最后他們偶遇于勒,“不安起來”,“臉色蒼白”,當和船長明確了于勒的真實情況后,“神色張皇”,暴怒并大罵,躲開了于勒。這是他們由滿懷希望到徹底失望的表現。在當時的社會,他們生活艱難,勉強維持生活,誰愿意再給自己添累贅,照顧一個“流氓”(這也是船長眼中的形象)?如果他們承認,或許也影響到女兒的婚姻,家中的努力和希望將會徹底破滅。這樣的選擇也是他們為了家庭的自保。我感到錯誤不在菲利普夫婦,而在于勒自己。于勒開始行為不正,好玩樂,并逼著父母動老本,把遺產吃得一干二凈,還占用別人的一部分。這樣被人視為壞蛋、流氓的人,誰愿意和他接近?菲利普夫婦對于勒沒有對他過多的義務,錯誤的根源是在于勒品行。我們培養學生應著眼于把學生培養成什么樣的人的問題,把同情點放在于勒身上,把勤儉、為生活操勞的菲利普夫婦當成反面的的角色是有失公正的。教師在教學中應通過對人物的分析,使學生理解于勒悲劇原因,讓學生養成良好的品行,回報親人和社會。

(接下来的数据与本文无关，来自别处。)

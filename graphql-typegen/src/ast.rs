//! Abstract syntax tree for executable GraphQL documents.
//!
//! Every node that can fail later checks carries the source position it was
//! parsed at.

use indexmap::IndexMap;
use serde::Deserialize;
use serde::Serialize;

/// A source position: 1-indexed line and column.
#[derive(Debug, Clone, Copy, PartialEq, Eq, Hash, PartialOrd, Ord, Serialize, Deserialize)]
pub struct SourcePosition {
    pub line: usize,
    pub column: usize,
}

impl SourcePosition {
    pub fn new(line: usize, column: usize) -> Self {
        Self { line, column }
    }

    /// Position of the first character of a document.
    pub fn start() -> Self {
        Self { line: 1, column: 1 }
    }
}

impl std::fmt::Display for SourcePosition {
    fn fmt(&self, f: &mut std::fmt::Formatter<'_>) -> std::fmt::Result {
        write!(f, "line {}, column {}", self.line, self.column)
    }
}

/// A value paired with the position it starts at.
#[derive(Debug, Clone, Copy, PartialEq, Eq, Hash, Serialize, Deserialize)]
pub struct Positioned<T> {
    pub position: SourcePosition,
    pub item: T,
}

impl<T> Positioned<T> {
    pub fn new(position: SourcePosition, item: T) -> Self {
        Self { position, item }
    }

    pub fn map<U>(self, f: impl FnOnce(T) -> U) -> Positioned<U> {
        Positioned {
            position: self.position,
            item: f(self.item),
        }
    }
}

impl<T: std::fmt::Display> std::fmt::Display for Positioned<T> {
    fn fmt(&self, f: &mut std::fmt::Formatter<'_>) -> std::fmt::Result {
        write!(f, "{} at {}", self.item, self.position)
    }
}

/// An executable document: operations and fragment definitions, in source
/// order.
#[derive(Debug, Clone, PartialEq)]
pub struct Document {
    pub definitions: Vec<Definition>,
}

#[derive(Debug, Clone, PartialEq)]
pub enum Definition {
    Operation(OperationDefinition),
    Fragment(FragmentDefinition),
}

#[derive(Debug, Clone, Copy, PartialEq, Eq, Hash, Serialize, Deserialize)]
pub enum OperationKind {
    Query,
    Mutation,
    Subscription,
}

impl std::fmt::Display for OperationKind {
    fn fmt(&self, f: &mut std::fmt::Formatter<'_>) -> std::fmt::Result {
        match self {
            OperationKind::Query => write!(f, "query"),
            OperationKind::Mutation => write!(f, "mutation"),
            OperationKind::Subscription => write!(f, "subscription"),
        }
    }
}

#[derive(Debug, Clone, PartialEq)]
pub struct OperationDefinition {
    pub position: SourcePosition,
    pub kind: OperationKind,
    pub name: Option<String>,
    pub variables: Vec<VariableDefinition>,
    pub directives: Vec<Directive>,
    pub selection_set: SelectionSet,
}

#[derive(Debug, Clone, PartialEq)]
pub struct VariableDefinition {
    pub position: SourcePosition,
    pub name: String,
    pub var_type: TypeAnnotation,
    pub default_value: Option<Value>,
}

/// A type written in variable definition position, e.g. `[User!]!`.
#[derive(Debug, Clone, PartialEq, Eq)]
pub enum TypeAnnotation {
    Named(String),
    List(Box<TypeAnnotation>),
    NonNull(Box<TypeAnnotation>),
}

impl std::fmt::Display for TypeAnnotation {
    fn fmt(&self, f: &mut std::fmt::Formatter<'_>) -> std::fmt::Result {
        match self {
            TypeAnnotation::Named(name) => write!(f, "{name}"),
            TypeAnnotation::List(inner) => write!(f, "[{inner}]"),
            TypeAnnotation::NonNull(inner) => write!(f, "{inner}!"),
        }
    }
}

#[derive(Debug, Clone, PartialEq)]
pub struct FragmentDefinition {
    pub position: SourcePosition,
    pub name: String,
    pub type_condition: Positioned<String>,
    pub directives: Vec<Directive>,
    pub selection_set: SelectionSet,
}

#[derive(Debug, Clone, PartialEq)]
pub struct Directive {
    pub position: SourcePosition,
    pub name: String,
    pub arguments: IndexMap<String, Value>,
}

#[derive(Debug, Clone, PartialEq)]
pub struct SelectionSet {
    pub position: SourcePosition,
    pub items: Vec<Selection>,
}

#[derive(Debug, Clone, PartialEq)]
pub enum Selection {
    Field(Field),
    FragmentSpread(FragmentSpread),
    InlineFragment(InlineFragment),
}

#[derive(Debug, Clone, PartialEq)]
pub struct Field {
    pub position: SourcePosition,
    pub alias: Option<String>,
    pub name: String,
    pub arguments: IndexMap<String, Value>,
    pub directives: Vec<Directive>,
    pub selection_set: Option<SelectionSet>,
}

impl Field {
    /// The key this field appears under in the response: the alias when one
    /// is given, the field name otherwise.
    pub fn response_key(&self) -> &str {
        self.alias.as_deref().unwrap_or(&self.name)
    }
}

#[derive(Debug, Clone, PartialEq)]
pub struct FragmentSpread {
    pub position: SourcePosition,
    pub name: String,
    pub directives: Vec<Directive>,
}

#[derive(Debug, Clone, PartialEq)]
pub struct InlineFragment {
    pub position: SourcePosition,
    pub type_condition: Option<Positioned<String>>,
    pub directives: Vec<Directive>,
    pub selection_set: SelectionSet,
}

/// A GraphQL input value literal.
///
/// Int and Float stay split the way the grammar splits them, so argument
/// comparison is exact.
#[derive(Debug, Clone, PartialEq, Serialize, Deserialize)]
#[serde(tag = "kind", content = "value", rename_all = "snake_case")]
pub enum Value {
    Null,
    Int(i64),
    Float(f64),
    String(String),
    Boolean(bool),
    Enum(String),
    Variable(String),
    List(Vec<Value>),
    Object(IndexMap<String, Value>),
}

文以載道,文學作品不單承載著“道”,還體現著作者的情感認知和道德文化,這些都構成了文學作品的思想文化。語文教學要培養學生良好的人文素養,提高學生道德品質。語文教學應“通過優秀文化的熏陶感染,提高學生的思想道德修養和審美情趣,使他們逐步形成良好的個性和健全的人格,促進德、智、體、美諸方面的和諧發展”,這是語文課程標準對語文教學的定位和要求。思想文化教育不可或缺,對文學作品的思想文化價值評價和定位也尤其重要。語文教師應從人性的角度對人物進行分析,依照個人和社會發展的要求培養學生,促進學生的成長。